Na avaliação da Economist, a liderança de Dilma não é irredutível e Serra ainda pode ter chances num segundo turno. “E no Brasil há sempre a possibilidade de um escândalo ou um erro grave.”

Dilma Rousseff caminha para herdar a Presidência de Lula, enquanto José Serra encontra dificuldades na campanha eleitoral contra uma novata política. Essa é a avaliação da disputa para a Presidência do Brasil na visão da revista britânica The Economist.

Em artigo desta semana, a publicação diz que o candidato do PSDB teoricamente, deveria estar apto a vencer as eleições sem esforço, pois coleciona diversos cargos numa carreira longa e bem-sucedida, incluindo a prefeitura e governo de São Paulo. Além disso, disputa com uma “conselheira e burocrata que era quase desconhecida há apenas alguns anos e que nunca antes disputou, muito menos venceu, uma eleição”.

No entanto, Serra está atrás de Dilma nas pesquisas, em diferenças que variam de cinco a dez pontos porcentuais. “O problema não é de apresentação, embora Serra pareça insípido, a não ser quando sorri, aí ele parece pavoroso”, diz a Economist. Dilma não é carismática, avalia a revista, e “tem uma fraqueza por dar respostas de meia hora para perguntas de uma linha”.

Na visão da revista, a dificuldade de Serra vem do fato de Dilma ser a sucessora de Lula, que possui elevado nível de aprovação.

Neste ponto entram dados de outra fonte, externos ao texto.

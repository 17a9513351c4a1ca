//! The ticket dependency subsystem.
//!
//! - [`validator`]: the ordered edge checks and the [`EdgeView`] seam the
//!   store backends implement
//! - [`graph`]: upstream/downstream tree construction
//! - [`DependencyService`]: the operations exposed to the CLI and HTTP surface

pub mod graph;
pub mod validator;

pub use graph::{
    DependencyGraph, DownstreamNode, GraphOptions, GraphSummary, UpstreamNode,
    build_dependency_graph,
};
pub use validator::{CyclePolicy, EdgeEnd, EdgeRejection, EdgeView, check_edge};

use crate::domain::{TicketDependency, TicketId, TicketRef};
use crate::error::{Error, Result};
use crate::store::SharedStore;
use serde::Serialize;

/// Direct neighbours of a ticket.
#[derive(Debug, Clone, PartialEq, Eq, Serialize)]
pub struct DirectLinks {
    /// Tickets this ticket depends on
    pub dependencies: Vec<TicketRef>,
    /// Tickets depending on this ticket
    pub dependents: Vec<TicketRef>,
}

/// Dependency operations over a shared store.
#[derive(Clone)]
pub struct DependencyService {
    store: SharedStore,
    policy: CyclePolicy,
}

impl DependencyService {
    /// Create a service using the given cycle policy for new edges.
    pub fn new(store: SharedStore, policy: CyclePolicy) -> Self {
        Self { store, policy }
    }

    /// The cycle policy applied to proposals.
    pub fn policy(&self) -> CyclePolicy {
        self.policy
    }

    /// Validate and insert the edge `ticket -> depends_on`.
    ///
    /// # Errors
    ///
    /// Returns `Error::EdgeRejected` for the first failing check; the store is
    /// left untouched in that case.
    #[tracing::instrument(skip(self), fields(policy = %self.policy))]
    pub async fn propose_edge(
        &self,
        ticket: TicketId,
        depends_on: TicketId,
    ) -> Result<TicketDependency> {
        match self
            .store
            .add_dependency(ticket, depends_on, self.policy)
            .await
        {
            Ok(edge) => {
                tracing::info!("Dependency added");
                Ok(edge)
            }
            Err(Error::EdgeRejected(rejection)) => {
                tracing::warn!(
                    reason = %rejection,
                    kind = %rejection.kind(),
                    "Dependency rejected"
                );
                Err(rejection.into())
            }
            Err(e) => Err(e),
        }
    }

    /// Remove the edge `ticket -> depends_on`.
    ///
    /// # Errors
    ///
    /// Returns `Error::DependencyNotFound` if the edge doesn't exist.
    #[tracing::instrument(skip(self))]
    pub async fn remove_edge(&self, ticket: TicketId, depends_on: TicketId) -> Result<()> {
        self.store.remove_dependency(ticket, depends_on).await?;
        tracing::info!("Dependency removed");
        Ok(())
    }

    /// Direct dependencies and dependents of a ticket.
    ///
    /// # Errors
    ///
    /// Returns `Error::TicketNotFound` if the ticket doesn't exist.
    pub async fn direct_links(&self, ticket: TicketId) -> Result<DirectLinks> {
        let dependencies = self.store.dependencies_of(ticket).await?;
        let dependents = self.store.dependents_of(ticket).await?;
        Ok(DirectLinks {
            dependencies: dependencies.iter().map(TicketRef::from).collect(),
            dependents: dependents.iter().map(TicketRef::from).collect(),
        })
    }

    /// Build the full dependency graph around a ticket.
    ///
    /// # Errors
    ///
    /// Returns `Error::TicketNotFound` if the ticket doesn't exist.
    pub async fn build_graph(
        &self,
        ticket: TicketId,
        options: &GraphOptions,
    ) -> Result<DependencyGraph> {
        build_dependency_graph(self.store.as_ref(), ticket, options).await
    }
}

O candidato do PSDB decidiu que atacar um presidente popular não traria muitos votos.

Por isso, discorda da candidata do PT em alguns pontos, como política externa e o papel do Estado na economia, mas se sentiu obrigado a prometer que continuará com alguns programas de Lula, como o Bolsa Família.

Na avaliação da Economist, a liderança de Dilma não é irredutível e Serra ainda pode ter chances num segundo turno. “E no Brasil há sempre a possibilidade de um escândalo ou um erro grave.” No entanto, Dilma ainda tem votos a captar pelo fato de ser a candidata de Lula.

Além disso, terá mais tempo na propaganda eleitoral que começa no dia 17 de agosto. “Essa vantagem pode acabar sendo decisiva”, observa a Economist.